**WORK TASK:** Find and copy each line of the data that includes "overrides".

______________________________

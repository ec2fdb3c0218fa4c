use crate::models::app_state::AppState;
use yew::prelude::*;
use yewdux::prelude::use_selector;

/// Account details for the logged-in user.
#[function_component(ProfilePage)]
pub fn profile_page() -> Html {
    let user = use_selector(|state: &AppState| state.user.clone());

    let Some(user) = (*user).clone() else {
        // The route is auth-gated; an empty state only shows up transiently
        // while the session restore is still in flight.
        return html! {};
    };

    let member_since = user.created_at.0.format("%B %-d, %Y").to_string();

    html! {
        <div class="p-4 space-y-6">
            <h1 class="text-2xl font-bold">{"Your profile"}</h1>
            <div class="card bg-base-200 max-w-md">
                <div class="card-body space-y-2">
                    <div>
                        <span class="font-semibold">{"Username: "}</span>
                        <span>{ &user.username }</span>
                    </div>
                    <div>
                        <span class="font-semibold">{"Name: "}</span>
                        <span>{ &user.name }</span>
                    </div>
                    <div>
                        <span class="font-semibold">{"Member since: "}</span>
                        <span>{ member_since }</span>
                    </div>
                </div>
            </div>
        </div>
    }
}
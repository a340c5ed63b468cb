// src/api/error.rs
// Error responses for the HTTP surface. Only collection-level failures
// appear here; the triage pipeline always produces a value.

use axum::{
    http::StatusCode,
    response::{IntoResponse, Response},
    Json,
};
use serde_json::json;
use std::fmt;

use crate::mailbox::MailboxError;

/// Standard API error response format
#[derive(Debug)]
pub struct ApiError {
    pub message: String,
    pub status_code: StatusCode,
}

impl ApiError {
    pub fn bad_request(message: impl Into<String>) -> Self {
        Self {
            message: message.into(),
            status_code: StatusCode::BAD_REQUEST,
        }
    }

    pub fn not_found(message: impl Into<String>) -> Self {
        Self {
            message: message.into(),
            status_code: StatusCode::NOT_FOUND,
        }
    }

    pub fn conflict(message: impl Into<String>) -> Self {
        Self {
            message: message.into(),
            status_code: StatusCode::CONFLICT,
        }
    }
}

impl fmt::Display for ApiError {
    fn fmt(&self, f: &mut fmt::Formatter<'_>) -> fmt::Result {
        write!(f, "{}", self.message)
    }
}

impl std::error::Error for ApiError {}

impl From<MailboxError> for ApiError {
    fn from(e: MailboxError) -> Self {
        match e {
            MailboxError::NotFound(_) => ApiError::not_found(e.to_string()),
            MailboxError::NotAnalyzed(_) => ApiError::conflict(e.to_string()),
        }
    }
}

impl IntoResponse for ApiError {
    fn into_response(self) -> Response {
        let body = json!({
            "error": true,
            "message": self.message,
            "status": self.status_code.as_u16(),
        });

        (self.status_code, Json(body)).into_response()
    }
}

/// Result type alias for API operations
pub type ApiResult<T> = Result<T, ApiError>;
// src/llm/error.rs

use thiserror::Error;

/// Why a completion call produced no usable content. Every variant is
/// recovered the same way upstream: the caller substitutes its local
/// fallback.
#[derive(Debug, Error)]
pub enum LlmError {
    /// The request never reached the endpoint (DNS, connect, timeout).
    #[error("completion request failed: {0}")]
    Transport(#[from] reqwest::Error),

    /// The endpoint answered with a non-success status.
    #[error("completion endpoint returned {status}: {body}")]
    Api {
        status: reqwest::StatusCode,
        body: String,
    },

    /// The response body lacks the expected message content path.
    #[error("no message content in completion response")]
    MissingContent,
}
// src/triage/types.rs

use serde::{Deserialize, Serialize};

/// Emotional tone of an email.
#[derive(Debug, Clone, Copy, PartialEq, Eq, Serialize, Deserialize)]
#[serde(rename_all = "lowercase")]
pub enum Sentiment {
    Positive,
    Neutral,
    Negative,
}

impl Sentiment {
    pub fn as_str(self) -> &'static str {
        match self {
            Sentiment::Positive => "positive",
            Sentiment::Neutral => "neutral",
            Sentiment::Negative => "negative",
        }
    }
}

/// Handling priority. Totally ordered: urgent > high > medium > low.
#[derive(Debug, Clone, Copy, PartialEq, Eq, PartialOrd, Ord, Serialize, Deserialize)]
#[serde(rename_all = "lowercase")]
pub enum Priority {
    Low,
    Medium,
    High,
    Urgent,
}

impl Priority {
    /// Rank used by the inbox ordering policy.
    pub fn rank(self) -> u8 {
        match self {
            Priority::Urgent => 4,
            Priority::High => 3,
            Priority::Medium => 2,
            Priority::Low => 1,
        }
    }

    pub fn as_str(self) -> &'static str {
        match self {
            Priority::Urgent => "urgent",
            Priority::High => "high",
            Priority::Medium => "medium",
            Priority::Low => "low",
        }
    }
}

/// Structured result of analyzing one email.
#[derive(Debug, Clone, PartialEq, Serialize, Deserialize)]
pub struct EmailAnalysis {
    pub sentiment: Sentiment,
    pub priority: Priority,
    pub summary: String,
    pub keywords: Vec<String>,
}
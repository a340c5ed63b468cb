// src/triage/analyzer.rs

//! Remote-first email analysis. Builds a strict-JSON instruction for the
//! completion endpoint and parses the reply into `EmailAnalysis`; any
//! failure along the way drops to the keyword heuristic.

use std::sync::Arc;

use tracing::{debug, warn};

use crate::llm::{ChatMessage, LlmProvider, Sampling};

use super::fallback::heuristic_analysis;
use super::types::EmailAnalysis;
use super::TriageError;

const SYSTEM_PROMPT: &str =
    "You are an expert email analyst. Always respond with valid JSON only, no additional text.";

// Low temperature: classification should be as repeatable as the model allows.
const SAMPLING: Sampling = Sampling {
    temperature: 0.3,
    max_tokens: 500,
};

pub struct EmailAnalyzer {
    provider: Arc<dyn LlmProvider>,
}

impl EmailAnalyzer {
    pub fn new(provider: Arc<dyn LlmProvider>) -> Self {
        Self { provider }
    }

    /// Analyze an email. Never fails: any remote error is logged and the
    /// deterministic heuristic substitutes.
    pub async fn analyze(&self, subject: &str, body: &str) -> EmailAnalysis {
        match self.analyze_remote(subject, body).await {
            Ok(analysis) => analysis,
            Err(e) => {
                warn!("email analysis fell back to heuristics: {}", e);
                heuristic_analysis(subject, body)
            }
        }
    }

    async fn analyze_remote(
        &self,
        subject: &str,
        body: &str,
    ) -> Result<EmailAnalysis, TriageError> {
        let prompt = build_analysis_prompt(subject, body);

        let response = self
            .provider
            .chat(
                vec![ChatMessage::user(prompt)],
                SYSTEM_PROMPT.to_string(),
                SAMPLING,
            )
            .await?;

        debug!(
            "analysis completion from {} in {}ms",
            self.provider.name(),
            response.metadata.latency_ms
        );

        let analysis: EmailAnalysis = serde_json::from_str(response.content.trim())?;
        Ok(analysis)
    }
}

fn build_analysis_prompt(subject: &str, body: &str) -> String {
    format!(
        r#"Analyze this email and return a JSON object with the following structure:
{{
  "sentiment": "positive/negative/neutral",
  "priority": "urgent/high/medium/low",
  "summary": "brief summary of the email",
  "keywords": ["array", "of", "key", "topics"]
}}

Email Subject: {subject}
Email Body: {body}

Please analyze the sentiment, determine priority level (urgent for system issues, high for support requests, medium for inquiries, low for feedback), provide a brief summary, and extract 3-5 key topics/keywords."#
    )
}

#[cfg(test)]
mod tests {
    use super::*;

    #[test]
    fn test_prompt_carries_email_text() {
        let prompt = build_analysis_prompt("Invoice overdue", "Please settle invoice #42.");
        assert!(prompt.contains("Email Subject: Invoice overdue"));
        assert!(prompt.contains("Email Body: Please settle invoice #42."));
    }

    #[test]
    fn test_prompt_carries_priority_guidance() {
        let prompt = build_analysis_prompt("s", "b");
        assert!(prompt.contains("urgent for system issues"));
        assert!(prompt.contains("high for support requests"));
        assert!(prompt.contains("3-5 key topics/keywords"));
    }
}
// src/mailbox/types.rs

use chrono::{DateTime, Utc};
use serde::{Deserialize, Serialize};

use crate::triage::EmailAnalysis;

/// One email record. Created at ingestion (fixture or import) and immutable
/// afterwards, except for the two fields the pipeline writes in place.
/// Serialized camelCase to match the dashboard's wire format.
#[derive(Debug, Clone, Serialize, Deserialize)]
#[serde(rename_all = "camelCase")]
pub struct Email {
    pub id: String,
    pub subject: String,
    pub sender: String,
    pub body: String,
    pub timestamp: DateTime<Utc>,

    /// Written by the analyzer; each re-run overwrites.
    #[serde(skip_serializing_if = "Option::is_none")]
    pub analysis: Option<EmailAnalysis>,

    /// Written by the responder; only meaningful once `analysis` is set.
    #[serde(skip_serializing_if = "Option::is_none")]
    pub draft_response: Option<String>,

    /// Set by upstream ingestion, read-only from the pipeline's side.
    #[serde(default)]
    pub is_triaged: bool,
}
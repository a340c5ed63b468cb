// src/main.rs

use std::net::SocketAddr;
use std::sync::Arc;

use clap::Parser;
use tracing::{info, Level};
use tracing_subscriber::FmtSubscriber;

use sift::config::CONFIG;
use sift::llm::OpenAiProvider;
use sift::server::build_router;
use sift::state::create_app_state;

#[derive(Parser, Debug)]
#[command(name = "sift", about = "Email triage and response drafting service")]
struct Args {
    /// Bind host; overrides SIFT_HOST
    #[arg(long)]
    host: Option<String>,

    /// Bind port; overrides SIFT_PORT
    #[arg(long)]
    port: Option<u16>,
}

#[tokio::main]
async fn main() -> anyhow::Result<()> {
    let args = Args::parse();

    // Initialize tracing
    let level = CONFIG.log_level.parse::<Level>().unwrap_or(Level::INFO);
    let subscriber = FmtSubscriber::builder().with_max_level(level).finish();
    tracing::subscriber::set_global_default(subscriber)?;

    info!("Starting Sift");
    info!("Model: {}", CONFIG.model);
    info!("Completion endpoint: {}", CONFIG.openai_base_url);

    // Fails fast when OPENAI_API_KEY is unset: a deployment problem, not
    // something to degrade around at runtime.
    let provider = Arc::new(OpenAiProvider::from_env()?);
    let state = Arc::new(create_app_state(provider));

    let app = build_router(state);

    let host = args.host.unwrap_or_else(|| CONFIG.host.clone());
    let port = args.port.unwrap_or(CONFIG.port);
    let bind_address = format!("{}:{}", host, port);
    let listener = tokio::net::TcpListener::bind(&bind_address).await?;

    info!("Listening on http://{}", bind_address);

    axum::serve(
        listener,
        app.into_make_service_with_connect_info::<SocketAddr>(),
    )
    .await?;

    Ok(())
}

______________________________

**REPLY TO THE EXERCISE:**
    /// Bind host; overrides SIFT_HOST
    /// Bind port; overrides SIFT_PORT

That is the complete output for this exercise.